Fraley encountered two female medics loading a patient into an ambulance.

Fraley, still wielding what one witness described as steak knives, allegedly threatened the medics and chased one down.

With the EMTs' lives potentially at risk, an armed neighbor intervened.

A woman claiming to be the armed neighbor's stepmother told WSB-TV that he is a military veteran and "came running back inside to get the weapon because the gentlemen started coming into our driveway."

When the veteran returned outside with his gun, Fraley allegedly turned his attention from the medics to the veteran and attacked him.

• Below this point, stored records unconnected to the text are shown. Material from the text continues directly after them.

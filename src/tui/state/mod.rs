//! State management for the review TUI.
//!
//! This module contains the input buffers backing the new-comment form and
//! in-place comment editing.

mod comment_edit;
mod text_input;

pub use comment_edit::CommentEdit;
pub use text_input::TextInput;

The veteran responded by opening fire, hitting his attacker multiple times.

John Morea, a local resident, woke to the crackle of gunshots. "It was about four shots," he recalled. "Somebody outside popped him, and that was it."

The veteran's stepmother noted, "It's not what he planned to do this morning, but when someone comes at you, and it's between you and them ... his military training kicked in." She added: "You do what you do to protect you and yours."

According to Holbrook, after Fraley was shot, "He took the gun from the individual that shot him and attempted to use it by shooting him," but there were reportedly no more bullets in the gun.

Fraley was taken to Northeast Georgia Medical Center in critical condition. He has been charged with attempted murder, two counts of obstruction of an EMT, possession of a firearm, possession of a knife during the commission of a crime, and aggravated assault.

Fraley's family later told KVVU that he had been diagnosed with paranoid schizophrenia and that the incident was result of an imbalance in his medication.

In a newly released 911 call, his mother told police Fraley had been "talking about killing people."

The armed neighbor suffered minor injuries and is not presently facing charges.

The ability of all law-abiding Americans in the state of Georgia to everywhere protect themselves, as the veteran did in Gainesville, is presently in contention.

Stacey Abrams, the Georgia Democrat candidate for governor, if elected, would repeal Republican Gov. Brian Kemp's "Constitutional Carry" law, thereby requiring lawful weapons carriers to have a Georgia weapons carry license to carry a firearm and further restricting the carrying of firearms in parks, historic sites, and recreational areas.

Abrams stated earlier this year, "I will work with every single person I can to repeal these senseless gun laws we've put on the books in the last decade."

Kemp, on the other hand, argued, "What we need to do is give law-abiding citizens the ability to carry a handgun without a piece of paper from the government. Which they have in the United States Constitution with the Second Amendment."